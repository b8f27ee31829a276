use anyhow::Result;
use clap::Parser;
use std::path::PathBuf;
use std::sync::Arc;
use std::time::Duration;
use tokio::sync::watch;
use tracing_subscriber::{layer::SubscriberExt, util::SubscriberInitExt};

use switchyard::api::rate_limit::spawn_cleanup_task;
use switchyard::audit::AuditSink;
use switchyard::builder::fake::FakeBuilder;
use switchyard::builder::BuildPipelineConfig;
use switchyard::cluster::fake::{FakeAddonProvisioner, FakeCluster};
use switchyard::config::Config;
use switchyard::store::Store;
use switchyard::webhook_dispatcher::WebhookDispatcher;
use switchyard::AppState;

#[derive(Parser, Debug)]
#[command(name = "switchyard")]
#[command(author, version, about = "Multi-tenant application-delivery control plane", long_about = None)]
struct Cli {
    /// Path to configuration file
    #[arg(short, long, default_value = "switchyard.toml")]
    config: PathBuf,

    /// Override log level
    #[arg(short, long)]
    log_level: Option<String>,
}

#[tokio::main]
async fn main() -> Result<()> {
    let cli = Cli::parse();

    let config = Config::load(&cli.config)?;

    let log_level = cli.log_level.as_ref().unwrap_or(&config.logging.level).clone();

    tracing_subscriber::registry()
        .with(
            tracing_subscriber::EnvFilter::try_from_default_env()
                .unwrap_or_else(|_| tracing_subscriber::EnvFilter::new(&log_level)),
        )
        .with(tracing_subscriber::fmt::layer())
        .init();

    tracing::info!("Starting Switchyard v{}", env!("CARGO_PKG_VERSION"));

    let metrics_handle = switchyard::api::metrics::init_metrics();
    tracing::info!("Prometheus metrics initialized at /metrics");

    let store = Store::init(&config.database.url, &config.server.data_dir).await?;
    tracing::info!("Store initialized at {}", config.database.url);

    let audit = AuditSink::spawn(store.clone());

    // No real orchestrator or managed-backing-service provider is
    // specified by this deployment; the fakes give the control plane
    // something to converge against out of the box. Swap these for
    // real implementations of `Cluster`/`AddonProvisioner`/`Builder`
    // to point Switchyard at an actual scheduler.
    let cluster: Arc<dyn switchyard::cluster::Cluster> = Arc::new(FakeCluster::new());
    let addon_provisioner: Arc<dyn switchyard::cluster::AddonProvisioner> =
        Arc::new(FakeAddonProvisioner::new());

    let webhook_dispatcher = WebhookDispatcher::spawn(store.clone(), config.webhooks.clone());

    let build_tx = switchyard::builder::spawn(
        store.clone(),
        cluster.clone(),
        Arc::new(FakeBuilder),
        webhook_dispatcher.clone(),
        BuildPipelineConfig {
            max_concurrent_builds: config.builder.max_concurrent_builds,
            build_timeout: Duration::from_secs(config.builder.build_timeout_secs),
        },
    );

    let (shutdown_tx, shutdown_rx) = watch::channel(false);
    let reconciler_handles = switchyard::reconciler::spawn_all(
        store.clone(),
        cluster.clone(),
        addon_provisioner.clone(),
        Duration::from_secs(config.reconciler.tick_interval_secs),
        Duration::from_secs(config.reconciler.shutdown_grace_secs),
        shutdown_rx,
        config.auth.encryption_key.clone(),
        webhook_dispatcher.clone(),
        Duration::from_secs(config.reconciler.deployment_deadline_secs),
    );

    // The sleep-tick loop has no internal spawn wrapper like the
    // reconciler set, since it's a single loop over one entity class
    // rather than five independent tickers.
    {
        let store = store.clone();
        let sleep_tick_secs = config.preview.sleep_tick_secs;
        tokio::spawn(async move {
            let mut interval = tokio::time::interval(Duration::from_secs(sleep_tick_secs));
            loop {
                interval.tick().await;
                switchyard::preview::run_sleep_tick(&store).await;
            }
        });
    }

    let state = Arc::new(
        AppState::new(
            config.clone(),
            store.clone(),
            audit.clone(),
            cluster,
            addon_provisioner,
            build_tx,
            reconciler_handles,
            webhook_dispatcher,
        )
        .with_metrics(metrics_handle),
    );

    spawn_cleanup_task(state.rate_limiter.clone(), config.rate_limit.window_seconds);
    tracing::info!(
        "Rate limiting enabled: {} req/min (API), {} req/min (webhooks), {} req/min (auth)",
        config.rate_limit.api_requests_per_window,
        config.rate_limit.webhook_requests_per_window,
        config.rate_limit.auth_requests_per_window
    );

    let app = switchyard::api::create_router(state.clone());

    let api_addr = format!("{}:{}", config.server.host, config.server.api_port);
    let listener = tokio::net::TcpListener::bind(&api_addr).await?;

    tracing::info!("API server listening on http://{}", api_addr);
    tracing::info!("Admin token: {}", config.auth.admin_token);

    axum::serve(listener, app)
        .with_graceful_shutdown(shutdown_signal(shutdown_tx, audit))
        .await?;

    tracing::info!("Server stopped");
    Ok(())
}

async fn shutdown_signal(reconciler_shutdown: watch::Sender<bool>, audit: AuditSink) {
    let ctrl_c = async {
        tokio::signal::ctrl_c().await.expect("Failed to install Ctrl+C handler");
    };

    #[cfg(unix)]
    let terminate = async {
        tokio::signal::unix::signal(tokio::signal::unix::SignalKind::terminate())
            .expect("Failed to install signal handler")
            .recv()
            .await;
    };

    #[cfg(not(unix))]
    let terminate = std::future::pending::<()>();

    tokio::select! {
        _ = ctrl_c => {},
        _ = terminate => {},
    }

    tracing::info!("Shutdown signal received, draining reconciler loops and audit queue");
    let _ = reconciler_shutdown.send(true);
    audit.flush_and_wait().await;
}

- Aim of the task
Starting with the line that holds "use switchyard::config::Config;" and ending with the line that holds "#[arg(short, long, default_value", retype every line in the data above exactly, and nothing else.

- Response to this exercise
use switchyard::config::Config;
use switchyard::store::Store;
use switchyard::webhook_dispatcher::WebhookDispatcher;
use switchyard::AppState;

#[derive(Parser, Debug)]
#[command(name = "switchyard")]
#[command(author, version, about = "Multi-tenant application-delivery control plane", long_about = None)]
struct Cli {
    /// Path to configuration file
    #[arg(short, long, default_value = "switchyard.toml")]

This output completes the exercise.